É claro que tudo isto, precisa ser feito da forma certa e é talvez o cuidado que falte ao filme “A Sociedade Americana dos Negros Mágicos” (The American Society of Magical Negroes, 2024), produzido pela Focus Features e distribuído pela Universal Pictures, ainda sem data de estreia nos cinemas brasileiros, conseguir se tornar uma comédia relevante e que realmente possa achar um ponto crítico naquilo que está querendo contar.
A trama tem uma premissa interessantíssima, ao brincar com estereotipo do “negro mágico”, conhecido como personagem que serve como ferramenta narrativa para ajudar o protagonista branco a sair de problemas, geralmente o ajudando a reconhecer seus próprios erros e o ensinando a ser uma pessoa melhor. Partindo deste ponto que acompanhamos o jovem artista plástico, Aren (Justice Smith), que possui estas “qualidades”, acaba sendo recrutado por um homem misterioso para integrar uma sociedade secreta de negros mágicos que tem como única função, fazer com que pessoas brancas se tornem pessoas melhores.

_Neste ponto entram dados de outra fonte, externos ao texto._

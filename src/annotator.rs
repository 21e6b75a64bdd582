use eframe::egui;

use crate::model::{Category, CategoryRegistry, Color4, Marker, MarkerId, RegisterError};
use crate::upload::{DecodedImage, UploadTicket};

// ── Interaction State ───────────────────────────────────────────────────────

#[derive(Clone, Copy, Debug, PartialEq)]
pub enum DragState {
    Idle,
    Dragging {
        marker: MarkerId,
        /// Pointer position relative to the marker's top-left at grab time.
        grab_offset: egui::Vec2,
    },
}

/// Everything the UI knows when the user asks for a marker.
#[derive(Clone, Debug)]
pub struct PlacementRequest {
    pub pos: egui::Pos2,
    pub category: String,
    /// Overrides the category's default diameter.
    pub size: Option<f32>,
    /// Only honoured when the annotator allows color overrides.
    pub color: Option<Color4>,
}

pub struct Background {
    pub image: DecodedImage,
    pub generation: u64,
}

// ── Annotator ───────────────────────────────────────────────────────────────

pub struct Annotator {
    background: Option<Background>,
    markers: Vec<Marker>,
    registry: CategoryRegistry,
    drag: DragState,
    allow_color_override: bool,
    next_marker_id: MarkerId,
    upload_generation: u64,
    scatter_counter: u32,
}

impl Annotator {
    pub fn new(registry: CategoryRegistry, allow_color_override: bool) -> Self {
        Self {
            background: None,
            markers: Vec::new(),
            registry,
            drag: DragState::Idle,
            allow_color_override,
            next_marker_id: 1,
            upload_generation: 0,
            scatter_counter: 0,
        }
    }

    pub fn background(&self) -> Option<&Background> {
        self.background.as_ref()
    }

    pub fn markers(&self) -> &[Marker] {
        &self.markers
    }

    pub fn registry(&self) -> &CategoryRegistry {
        &self.registry
    }

    pub fn drag(&self) -> DragState {
        self.drag
    }

    pub fn allows_color_override(&self) -> bool {
        self.allow_color_override
    }

    pub fn dragged_marker(&self) -> Option<MarkerId> {
        match self.drag {
            DragState::Dragging { marker, .. } => Some(marker),
            DragState::Idle => None,
        }
    }

    // ── Background upload ───────────────────────────────────────────────────

    pub fn begin_upload(&mut self) -> UploadTicket {
        self.upload_generation += 1;
        UploadTicket(self.upload_generation)
    }

    /// Whether `ticket` belongs to the newest upload request.
    pub fn is_current(&self, ticket: UploadTicket) -> bool {
        ticket.0 == self.upload_generation
    }

    /// Installs a decoded background if `ticket` is the newest request.
    /// Replacing the background discards every marker.
    pub fn finish_upload(&mut self, ticket: UploadTicket, image: DecodedImage) -> bool {
        if !self.is_current(ticket) {
            log::debug!(
                "dropping stale decode of {} (generation {}, latest {})",
                image.name,
                ticket.0,
                self.upload_generation
            );
            return false;
        }
        log::info!(
            "background set to {} ({}x{}), {} markers cleared",
            image.name,
            image.size[0],
            image.size[1],
            self.markers.len()
        );
        self.markers.clear();
        self.drag = DragState::Idle;
        self.background = Some(Background {
            image,
            generation: ticket.0,
        });
        true
    }

    // ── Placement ───────────────────────────────────────────────────────────

    /// Resolves size and color from the request and registry and appends a
    /// marker, clamped into `bounds`. Unknown categories place nothing.
    pub fn place_marker(&mut self, req: PlacementRequest, bounds: egui::Vec2) -> Option<MarkerId> {
        let Some(category) = self.registry.get(&req.category) else {
            log::warn!("cannot place marker: unknown category '{}'", req.category);
            return None;
        };
        let diameter = req.size.unwrap_or(category.size).max(1.0);
        let color = match req.color {
            Some(c) if self.allow_color_override => c,
            _ => category.color,
        };

        let id = self.next_marker_id;
        self.next_marker_id += 1;
        self.markers.push(Marker {
            id,
            category: req.category,
            pos: clamp_to(req.pos, bounds),
            diameter,
            color,
        });
        log::debug!("placed marker {id} at {:?}", req.pos);
        Some(id)
    }

    /// A scattered position inside `bounds`, different on every call.
    pub fn scatter_position(&mut self, bounds: egui::Vec2) -> egui::Pos2 {
        self.scatter_counter = self.scatter_counter.wrapping_add(1);
        let n = self.scatter_counter;
        let fx = scatter_hash(n, 0x9e37_79b9) as f32 / u32::MAX as f32;
        let fy = scatter_hash(n, 0x85eb_ca6b) as f32 / u32::MAX as f32;
        egui::pos2(fx * bounds.x.max(0.0), fy * bounds.y.max(0.0))
    }

    /// Topmost marker under `screen_pos`.
    pub fn marker_at(&self, container: egui::Rect, screen_pos: egui::Pos2) -> Option<MarkerId> {
        self.markers
            .iter()
            .rev()
            .find(|m| m.contains(container, screen_pos))
            .map(|m| m.id)
    }

    // ── Dragging ────────────────────────────────────────────────────────────

    pub fn begin_drag(
        &mut self,
        marker: MarkerId,
        pointer: egui::Pos2,
        container: egui::Rect,
    ) -> bool {
        let Some(m) = self.markers.iter().find(|m| m.id == marker) else {
            return false;
        };
        let grab_offset = pointer - m.screen_rect(container).min;
        self.drag = DragState::Dragging {
            marker,
            grab_offset,
        };
        true
    }

    /// Moves the dragged marker so the grab point follows the pointer.
    /// Depends only on the current pointer, never on earlier moves.
    pub fn update_drag(&mut self, pointer: egui::Pos2, container: egui::Rect) -> Option<egui::Pos2> {
        let DragState::Dragging {
            marker,
            grab_offset,
        } = self.drag
        else {
            return None;
        };
        let Some(m) = self.markers.iter_mut().find(|m| m.id == marker) else {
            self.drag = DragState::Idle;
            return None;
        };
        let local = (pointer - container.min - grab_offset).to_pos2();
        m.pos = clamp_to(local, container.size());
        Some(m.pos)
    }

    pub fn end_drag(&mut self) {
        self.drag = DragState::Idle;
    }

    // ── Clearing ────────────────────────────────────────────────────────────

    pub fn clear_all(&mut self) {
        log::info!("clearing {} markers and background", self.markers.len());
        self.markers.clear();
        self.background = None;
        self.drag = DragState::Idle;
    }

    pub fn clear_category(&mut self, category: &str) -> usize {
        let before = self.markers.len();
        self.markers.retain(|m| m.category != category);
        if let Some(id) = self.dragged_marker() {
            if !self.markers.iter().any(|m| m.id == id) {
                self.drag = DragState::Idle;
            }
        }
        let removed = before - self.markers.len();
        log::info!("cleared {removed} '{category}' markers");
        removed
    }

    // ── Categories ──────────────────────────────────────────────────────────

    pub fn register_category(
        &mut self,
        name: &str,
        color: Color4,
        size: f32,
    ) -> Result<(), RegisterError> {
        self.registry.insert(name, Category { color, size })?;
        log::info!("registered category '{}'", name.trim());
        Ok(())
    }
}

fn clamp_to(pos: egui::Pos2, bounds: egui::Vec2) -> egui::Pos2 {
    egui::pos2(
        pos.x.clamp(0.0, bounds.x.max(0.0)),
        pos.y.clamp(0.0, bounds.y.max(0.0)),
    )
}

fn scatter_hash(n: u32, salt: u32) -> u32 {
    let mut h = n.wrapping_mul(374_761_393).wrapping_add(salt);
    h = (h ^ (h >> 13)).wrapping_mul(1_274_126_177);
    h ^ (h >> 16)
}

É claro que isto é um grande absurdo, mas você com certeza já viu diversos filmes que possuem pessoas negras com estas características, “Á Espera de Um Milagre”, “Ghost – Do Outro Lado da Vida” e “Mr Church (2020)”, são os exemplos mais conhecidos. É desta forma que o diretor e escritor estreante Kobi Libii tenta trazer um debate interessante sobre apagamento de pessoas pretas na sociedade em detrimento da culpa branca.
O filme começa muito bem, acho que os primeiros vinte minutos dão um tom sátiro correto que a obra precisa seguir, com uma atmosfera fantástica que lembra uma mistura ridícula de “Harry Potter” com “Aprendiz de Feiticeiro” onde embarcamos nesta sociedade secreta onde pessoas pretas com poderes mágicos vindos do coletivo são ensinadas a se portar para se aproximar e dar uma espécie de auxílio para que pessoas brancas trilhem um caminho certo reconhecendo seus próprios erros.
O roteiro é ainda mais ousado ao trazer toda uma história de que esse grupo existe a décadas trazendo referências, algumas conhecidas do público geral, outras apenas familiar aos norte-americanos, mas ainda assim com um humor na medida mostrando que aquilo não deve ser levado muito a sério.

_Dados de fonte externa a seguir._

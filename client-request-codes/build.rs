// spell-checker: ignore NVALGRIND

#[allow(dead_code)]
#[path = "build/probe.rs"]
mod probe;
#[allow(dead_code)]
#[path = "build/support.rs"]
mod support;

use std::path::{Path, PathBuf};

use probe::{rerun_paths, Resolved, Target};

const ENV_VALGRIND_INCLUDE: &str = "CLIENT_REQUEST_CODES_VALGRIND_INCLUDE";
const ENV_CROSS_TARGET: &str = "CLIENT_REQUEST_CODES_CROSS_TARGET";

fn print_warning(message: &str) {
    println!("cargo:warning=client-request-codes: {message}");
}

/// The include directories which may contain the `valgrind` header directory in search order
fn include_candidates() -> Vec<PathBuf> {
    let mut candidates = vec![];
    if let Ok(env) = std::env::var(ENV_VALGRIND_INCLUDE) {
        candidates.push(PathBuf::from(env));
    }
    if let Ok(env) = std::env::var(ENV_CROSS_TARGET) {
        candidates.push(
            PathBuf::from("/valgrind/target/valgrind")
                .join(env)
                .join("include"),
        );
    }
    candidates.push(PathBuf::from("/usr/local/include"));
    candidates.push(PathBuf::from("/usr/include"));
    candidates
}

fn find_include_dir() -> Option<PathBuf> {
    include_candidates().into_iter().find(|dir| {
        dir.join("valgrind/valgrind.h").is_file() && dir.join("valgrind/callgrind.h").is_file()
    })
}

#[cfg(feature = "probe")]
mod imp {
    use std::collections::BTreeMap;
    use std::panic::{catch_unwind, AssertUnwindSafe};
    use std::path::Path;

    use super::probe::{parse_bindings, Availability, ProbeError};

    pub fn expand(include: &Path) -> Result<Availability, ProbeError> {
        let expanded = cc::Build::new()
            .include(include)
            .file("valgrind/probe.c")
            .cargo_metadata(false)
            .warnings(false)
            .try_expand()
            .map_err(|error| ProbeError::Preprocessor(error.to_string()))?;

        Availability::from_expanded(&String::from_utf8_lossy(&expanded))
    }

    pub fn generate_bindings(
        include: &Path,
        out_dir: &Path,
    ) -> Result<BTreeMap<String, u32>, ProbeError> {
        let builder = bindgen::builder()
            .clang_arg(format!("-I{}", include.display()))
            .header("valgrind/wrapper.h")
            .allowlist_var("IC_.*")
            .layout_tests(false)
            .parse_callbacks(Box::new(bindgen::CargoCallbacks::new()));

        // bindgen panics instead of returning an error if libclang can't be loaded
        let bindings = catch_unwind(AssertUnwindSafe(|| builder.generate()))
            .map_err(|_| ProbeError::Bindgen("Unable to load libclang".to_owned()))?
            .map_err(|error| ProbeError::Bindgen(error.to_string()))?;

        bindings
            .write_to_file(out_dir.join("bindings.rs"))
            .map_err(|error| ProbeError::Bindgen(error.to_string()))?;

        Ok(parse_bindings(&bindings.to_string()))
    }
}

#[cfg(feature = "probe")]
fn resolve(target: &Target, out_dir: &Path) -> Resolved {
    if std::env::var("DOCS_RS").is_ok() {
        return Resolved::placeholders();
    }

    let Some(include) = find_include_dir() else {
        return Resolved::placeholders();
    };

    let availability = match imp::expand(&include) {
        Ok(availability) => availability,
        Err(error) => {
            print_warning(&format!("{error}. Using placeholders."));
            return Resolved::placeholders();
        }
    };

    let values = match imp::generate_bindings(&include, out_dir) {
        Ok(values) => Some(values),
        Err(error) => {
            print_warning(&error.to_string());
            None
        }
    };

    Resolved::new(&availability, values.as_ref(), target)
}

#[cfg(not(feature = "probe"))]
fn resolve(_target: &Target, _out_dir: &Path) -> Resolved {
    Resolved::placeholders()
}

fn main() {
    println!("cargo:rerun-if-changed=valgrind/wrapper.h");
    println!("cargo:rerun-if-changed=valgrind/probe.c");
    println!("cargo:rerun-if-changed=build/probe.rs");
    println!("cargo:rerun-if-changed=build/support.rs");
    println!("cargo:rerun-if-env-changed={ENV_VALGRIND_INCLUDE}");
    println!("cargo:rerun-if-env-changed={ENV_CROSS_TARGET}");
    for path in rerun_paths(&include_candidates()) {
        println!("cargo:rerun-if-changed={}", path.display());
    }

    // The unit tests preprocess the header fixtures for the same target
    for key in ["TARGET", "HOST"] {
        if let Ok(value) = std::env::var(key) {
            println!("cargo:rustc-env=CLIENT_REQUEST_CODES_{key}={value}");
        }
    }

    let out_dir = std::env::var("OUT_DIR")
        .map(PathBuf::from)
        .expect("Cargo should set OUT_DIR for build scripts");

    let resolved = resolve(&Target::from_env(), &out_dir);
    for warning in &resolved.warnings {
        print_warning(warning);
    }
    if resolved.has_bindings {
        println!("cargo:rustc-cfg=valgrind_bindings");
    }

    std::fs::write(out_dir.join("resolved.rs"), resolved.render())
        .expect("Writing resolved.rs to OUT_DIR should succeed");
}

É tudo muito interessante, com uma mitologia tão eloquente quando exagerada, a história realmente se mostrava curiosa e intrigante. Porém, o longa começa a sair um pouco dos eixos quando precisa colocar sua premissa em prática. Veja bem, após ser recrutado por Roger (David Alan Grier), Aren precisa resolver sua primeira missão e ajudar Jason (Drew Tarver) a reconhecer seus erros (sim, ele é racista), porém ao se apaixonar pela extrovertida Lizzie (An-Li Bogan), o artista fica num dilema sobre suas próprias atitudes.
O maior mérito de “A Sociedade Americana dos Negros Mágicos” é mostrar como existe um invisibilização de pessoas pretas numa sociedade que na maioria das vezes precisa estar confortável para aceitar o que é diferente, senão reage de uma forma agressiva, preconceituosa e violenta. O roteiro de Libii tenta colocar isso em pauta através de Aren, uma pessoa muito boa e condescendente que se vê obrigado a ser baba de um cara que só o enxerga como meio para seus fins.
A trama poderia se aprofundar neste ponto, enquanto explora mais da sociedade dos negros mágicos, porém, tudo vai desabando quando o diretor não consegue equilibrar o romance de Aren e Lizzie no cerne da história, ao mesmo tempo que trabalha com sua premissa. Desta forma, tudo é muito deixado de lado numa narrativa que pouco se desenvolve nos segundo e terceiro atos. Fica claro que existe uma crítica social pertinente e muitas vezes ficamos na espera de humor mais ácido que acaba não sobressaindo quando a paródia prefere o clichê romance tradicional que parece deslocado do contexto, do que realmente aprofundar na sua própria mitologia.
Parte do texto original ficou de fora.